Continuing on the project risk vs. opportunity concept, Tom Kendrick’s presentation dove into the identification and management of opportunities that exist in all projects. Called “Disentangling Project Opportunities and Risks“, opportunity is defined as a “favorable juncture of circumstances” while risk is just “bad”.
Some key points of his talk were:
- Scope Opportunity Management is about merging a deep understanding of the user needs with available technical capabilities to create the best deliverable – not necessarily with one first envisioned
- Involve Project / Program management during the objectives and project selection phases; Planning is a fertile source for risks as well as opportunities
- (Opportunities) This is about choice, not uncertainty.
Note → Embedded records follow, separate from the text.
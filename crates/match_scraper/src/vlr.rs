//! Live Valorant matches from the vlr.gg home page.

use std::sync::LazyLock;
use std::time::Instant;

use chrono::{DateTime, NaiveDateTime, SecondsFormat, Utc};
use regex::Regex;
use scraper::Html;
use tracing::{debug, info, warn};

use crate::config::ScraperConfig;
use crate::document::{non_empty, QueryDocument, QueryNode};
use crate::error::Result;
use crate::extract::{absolute_url, normalize_stream_link};
use crate::model::{BestOf, VlrFeed, VlrMatch};
use crate::provider::{DocumentProvider, HttpFetcher, PageRequest};

pub mod selectors {
    pub const MATCH_ITEM: &str = ".js-home-matches-upcoming a.wf-module-item";
    pub const LIVE_ETA: &str = ".h-match-eta.mod-live";
    pub const TEAM: &str = ".h-match-team";
    pub const TEAM_NAME: &str = ".h-match-team-name";
    pub const TEAM_FLAG: &str = ".flag";
    pub const TEAM_SCORE: &str = ".h-match-team-score";
    pub const EVENT: &str = ".h-match-preview-event";
    pub const SERIES: &str = ".h-match-preview-series";
    pub const TIMESTAMP: &str = ".moment-tz-convert";

    pub const DETAIL_MAP: &str = ".map > div > span";
    pub const DETAIL_STREAM: &str = ".match-streams-btn-external";
}

use selectors::*;

const LIVE_LABEL: &str = "LIVE";
const DEFAULT_SERIES_LENGTH: u32 = 3;

static SERIES_RE: LazyLock<Regex> =
    LazyLock::new(|| Regex::new(r"(?:bo|best of )(\d+)").expect("series pattern is valid"));

pub struct VlrScraper {
    config: ScraperConfig,
    fetcher: HttpFetcher,
}

impl VlrScraper {
    pub fn new(config: ScraperConfig) -> Result<Self> {
        let fetcher = HttpFetcher::new(&config)?;
        Ok(Self { config, fetcher })
    }

    pub async fn scrape_live(&self) -> Result<VlrFeed> {
        let started = Instant::now();
        let result = scrape_live_with(&self.fetcher, &self.config).await;
        match &result {
            Ok(feed) => info!(
                elapsed_ms = started.elapsed().as_millis() as u64,
                live = feed.count,
                "VLR scrape completed"
            ),
            Err(e) => warn!("VLR scrape failed: {e}"),
        }
        result
    }
}

pub async fn scrape_live_with<P>(provider: &P, config: &ScraperConfig) -> Result<VlrFeed>
where
    P: DocumentProvider + ?Sized,
{
    let home = format!("{}/", config.vlr_base_url.trim_end_matches('/'));
    let html = provider
        .load(&PageRequest::new(home, config.http_timeout))
        .await?;
    let listed = parse_live_matches(&html, &config.vlr_base_url);

    let mut data = Vec::with_capacity(listed.len());
    for mut item in listed {
        if let Some(page) = item.match_page.clone() {
            match provider
                .load(&PageRequest::new(page, config.http_timeout))
                .await
            {
                Ok(detail) => {
                    let (current_map, stream_url) = parse_detail(&detail, &config.vlr_base_url);
                    item.current_map = current_map;
                    item.stream_url = stream_url;
                }
                Err(e) => debug!("VLR detail skipped: {e}"),
            }
        }
        data.push(item);
    }

    Ok(VlrFeed::new(data))
}

/// Live entries of the home page match list, in page order.
pub fn parse_live_matches(html: &str, base_url: &str) -> Vec<VlrMatch> {
    let doc = Html::parse_document(html);
    doc.find_all(MATCH_ITEM)
        .iter()
        .filter(|node| node.find_first(LIVE_ETA).is_some())
        .filter_map(|node| parse_live_node(node, base_url))
        .collect()
}

fn parse_live_node<N: QueryNode>(node: &N, base_url: &str) -> Option<VlrMatch> {
    let teams = node.find_all(TEAM);
    let mut names = teams
        .iter()
        .map(|team| team.find_first(TEAM_NAME).and_then(|n| non_empty(n.text_content())));
    let (Some(team1), Some(team2)) = (names.next().flatten(), names.next().flatten()) else {
        debug!("skipping VLR node without two team names");
        return None;
    };

    let flag = |i: usize| {
        teams
            .get(i)
            .and_then(|t| t.find_first(TEAM_FLAG))
            .and_then(|f| f.attr("class"))
            .and_then(|class| flag_code(&class))
    };
    let score = |i: usize| {
        teams
            .get(i)
            .and_then(|t| t.find_first(TEAM_SCORE))
            .and_then(|s| non_empty(s.text_content()))
    };

    let match_series = node
        .find_first(SERIES)
        .map(|s| s.text_content())
        .unwrap_or_default();

    Some(VlrMatch {
        team1,
        team2,
        flag1: flag(0),
        flag2: flag(1),
        score1: score(0),
        score2: score(1),
        time_until_match: LIVE_LABEL.to_string(),
        best_of: parse_series_best_of(&match_series),
        match_series,
        match_event: node
            .find_first(EVENT)
            .map(|e| e.text_content())
            .unwrap_or_default(),
        unix_timestamp: node
            .find_first(TIMESTAMP)
            .and_then(|t| t.attr("data-utc-ts"))
            .and_then(|raw| parse_utc_timestamp(&raw)),
        match_page: node
            .attr("href")
            .and_then(non_empty)
            .map(|href| absolute_url(base_url, &href)),
        current_map: None,
        stream_url: None,
    })
}

/// `"flag mod-br"` → `"br"`.
pub fn flag_code(class_attr: &str) -> Option<String> {
    class_attr
        .split_whitespace()
        .find_map(|class| class.strip_prefix("mod-"))
        .and_then(non_empty)
}

/// Reads `bo3` / `best of 5` out of the series label; plain labels count as bo3.
pub fn parse_series_best_of(series: &str) -> BestOf {
    SERIES_RE
        .captures(&series.to_lowercase())
        .and_then(|caps| caps[1].parse::<u32>().ok())
        .map(BestOf::Bo)
        .unwrap_or(BestOf::Bo(DEFAULT_SERIES_LENGTH))
}

/// Accepts epoch seconds or `YYYY-MM-DD HH:MM:SS` (UTC); returns RFC 3339.
pub fn parse_utc_timestamp(raw: &str) -> Option<String> {
    let raw = raw.trim();
    let at: DateTime<Utc> = match raw.parse::<i64>() {
        Ok(secs) => DateTime::from_timestamp(secs, 0)?,
        Err(_) => NaiveDateTime::parse_from_str(raw, "%Y-%m-%d %H:%M:%S")
            .ok()?
            .and_utc(),
    };
    Some(at.to_rfc3339_opts(SecondsFormat::Millis, true))
}

/// Current map name and stream link from a match page.
pub fn parse_detail(html: &str, base_url: &str) -> (Option<String>, Option<String>) {
    let doc = Html::parse_document(html);
    let current_map = doc
        .find_first(DETAIL_MAP)
        .and_then(|span| non_empty(span.text_content()));
    let stream_url = doc
        .find_first(DETAIL_STREAM)
        .and_then(|a| a.attr("href"))
        .and_then(|href| normalize_stream_link(&href, base_url));
    (current_map, stream_url)
}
When dealing with uncertain project opportunities “Luck is what happens when preparation meets opportunity.” This has happened in my product development experience when my team had suggested an opportunity to reduce the material cost. We created small experiments and evaluated the results to our criteria and demonstrated that we could lower the product cost without affecting the performance. Win-win for everyone!
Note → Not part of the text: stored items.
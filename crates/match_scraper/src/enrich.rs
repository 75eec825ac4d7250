//! Second pass over live matches: fetch each incomplete match's own page and
//! fill the stream, time and event gaps left by the listing.

use scraper::Html;
use tracing::debug;

use crate::classify::derive_stream_url;
use crate::config::ScraperConfig;
use crate::document::{non_empty, QueryDocument, QueryNode};
use crate::extract::format_unix_millis;
use crate::extract::normalize_stream_link;
use crate::extract::selectors::*;
use crate::model::{MatchRecord, ScrapeResult, UNKNOWN_EVENT};
use crate::provider::{DocumentProvider, PageRequest};

/// Values found on a match detail page.
#[derive(Debug, Clone, Default, PartialEq)]
pub struct DetailFields {
    pub stream: Option<String>,
    pub time: Option<String>,
    pub event: Option<String>,
}

pub fn extract_detail_fields<D: QueryDocument>(doc: &D, base_url: &str) -> DetailFields {
    DetailFields {
        stream: detail_stream(doc, base_url),
        time: detail_time(doc),
        event: detail_event(doc),
    }
}

fn detail_stream<D: QueryDocument>(doc: &D, base_url: &str) -> Option<String> {
    doc.find_first(DETAIL_STREAM_BUTTON)
        .and_then(|btn| btn.attr("href"))
        .and_then(|href| normalize_stream_link(&href, base_url))
}

fn detail_time<D: QueryDocument>(doc: &D) -> Option<String> {
    let date = doc
        .find_first(DETAIL_DATE)
        .or_else(|| doc.find_first(UNIX_TIME))?;

    date.attr("data-unix")
        .and_then(|raw| format_unix_millis(&raw))
        .or_else(|| non_empty(date.text_content()))
}

fn detail_event<D: QueryDocument>(doc: &D) -> Option<String> {
    let from_logo = doc.find_first(DETAIL_EVENT_LOGO).and_then(|logo| {
        logo.attr("title").and_then(non_empty).or_else(|| {
            logo.find_first(DETAIL_EVENT_LOGO_IMG)
                .and_then(|img| img.attr("alt"))
                .and_then(non_empty)
        })
    });

    from_logo.or_else(|| {
        doc.find_first(DETAIL_EVENT_TEXT)
            .and_then(|el| non_empty(el.text_content()))
    })
}

/// Returns a copy of `record` with only its gap fields replaced by what the
/// detail page offered. `stream_url` is re-derived afterwards.
pub fn fill_gaps(record: &MatchRecord, details: DetailFields, base_url: &str) -> MatchRecord {
    let mut patched = record.clone();

    if patched.stream.is_none() {
        patched.stream = details.stream;
    }
    if patched.time.is_none() {
        patched.time = details.time;
    }
    if patched.event == UNKNOWN_EVENT {
        if let Some(event) = details.event {
            patched.event = event;
        }
    }

    patched.stream_url = derive_stream_url(
        patched.is_live,
        patched.match_id.as_deref(),
        patched.stream.as_deref(),
        base_url,
    );
    patched
}

pub fn enrich_from_html(record: &MatchRecord, html: &str, base_url: &str) -> MatchRecord {
    let doc = Html::parse_document(html);
    let details = extract_detail_fields(&doc, base_url);
    fill_gaps(record, details, base_url)
}

/// Fetches detail pages one at a time for live matches that still have
/// gaps. A failed fetch leaves that record untouched; upcoming matches are
/// passed through as-is.
pub async fn enrich_live_matches<P>(
    result: ScrapeResult,
    provider: &P,
    config: &ScraperConfig,
) -> ScrapeResult
where
    P: DocumentProvider + ?Sized,
{
    let ScrapeResult {
        live_matches,
        upcoming_matches,
    } = result;

    let mut enriched = Vec::with_capacity(live_matches.len());
    for record in live_matches {
        if !record.needs_enrichment() {
            enriched.push(record);
            continue;
        }
        let Some(link) = record.link.clone() else {
            enriched.push(record);
            continue;
        };

        let request = PageRequest::new(link, config.render_timeout);
        match provider.load(&request).await {
            Ok(html) => enriched.push(enrich_from_html(&record, &html, &config.hltv_base_url)),
            Err(e) => {
                debug!(url = %request.url, "detail enrichment skipped: {e}");
                enriched.push(record);
            }
        }
    }

    ScrapeResult {
        live_matches: enriched,
        upcoming_matches,
    }
}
Once the opportunities are identified the management is similar to those of risks, but with a different attitude (more positive rather than negative):
- Assessment is in terms of Likelihood and Gain (instead of Loss)
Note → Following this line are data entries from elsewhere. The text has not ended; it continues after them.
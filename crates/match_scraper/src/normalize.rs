use scraper::Html;
use tracing::debug;

use crate::classify::classify;
use crate::document::{QueryDocument, QueryNode};
use crate::extract::selectors::MATCH;
use crate::model::ScrapeResult;

/// Walks the top-level match containers in page order and partitions the
/// classified records into live and upcoming. Containers nested inside
/// another container are wrapper duplicates and are ignored.
pub fn normalize_page<D: QueryDocument>(doc: &D, base_url: &str) -> ScrapeResult {
    let mut result = ScrapeResult::default();
    let mut skipped = 0usize;

    for node in doc.find_all(MATCH) {
        if node.has_ancestor(MATCH) {
            continue;
        }
        match classify(&node, base_url) {
            Some(record) if record.is_live => result.live_matches.push(record),
            Some(record) => result.upcoming_matches.push(record),
            None => skipped += 1,
        }
    }

    debug!(
        live = result.live_matches.len(),
        upcoming = result.upcoming_matches.len(),
        skipped,
        "normalized match listing"
    );
    result
}

pub fn normalize_html(html: &str, base_url: &str) -> ScrapeResult {
    let doc = Html::parse_document(html);
    normalize_page(&doc, base_url)
}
- Tactics now become Exploit / Enhance / Share (instead of Avoid / Mitigate / Transfer)
- Opportunities can increase or decrease risk. There may be uncertain probabilities, uncertain impacts or both and should be assessed and managed.
Are there benefits for you (the PM) if you look for opportunities in your project? Possibly. With uncertain project opportunities, Tom’s observations (for most projects):
- “Success has many fathers, while failure is an orphan.”
- Credit for something that goes well is grabbed by those in power
- Blame for disasters falls on the PM and team.
- “No good deed goes unpunished”
- Delivering miracles may result in unrealistic future expectations.
I’d choose to delight my customer and exceed their expectations. If this is can be accomplished by identifying opportunities as well as the risks, count me in.
Tom, thanks for your insights into the other side of Risk.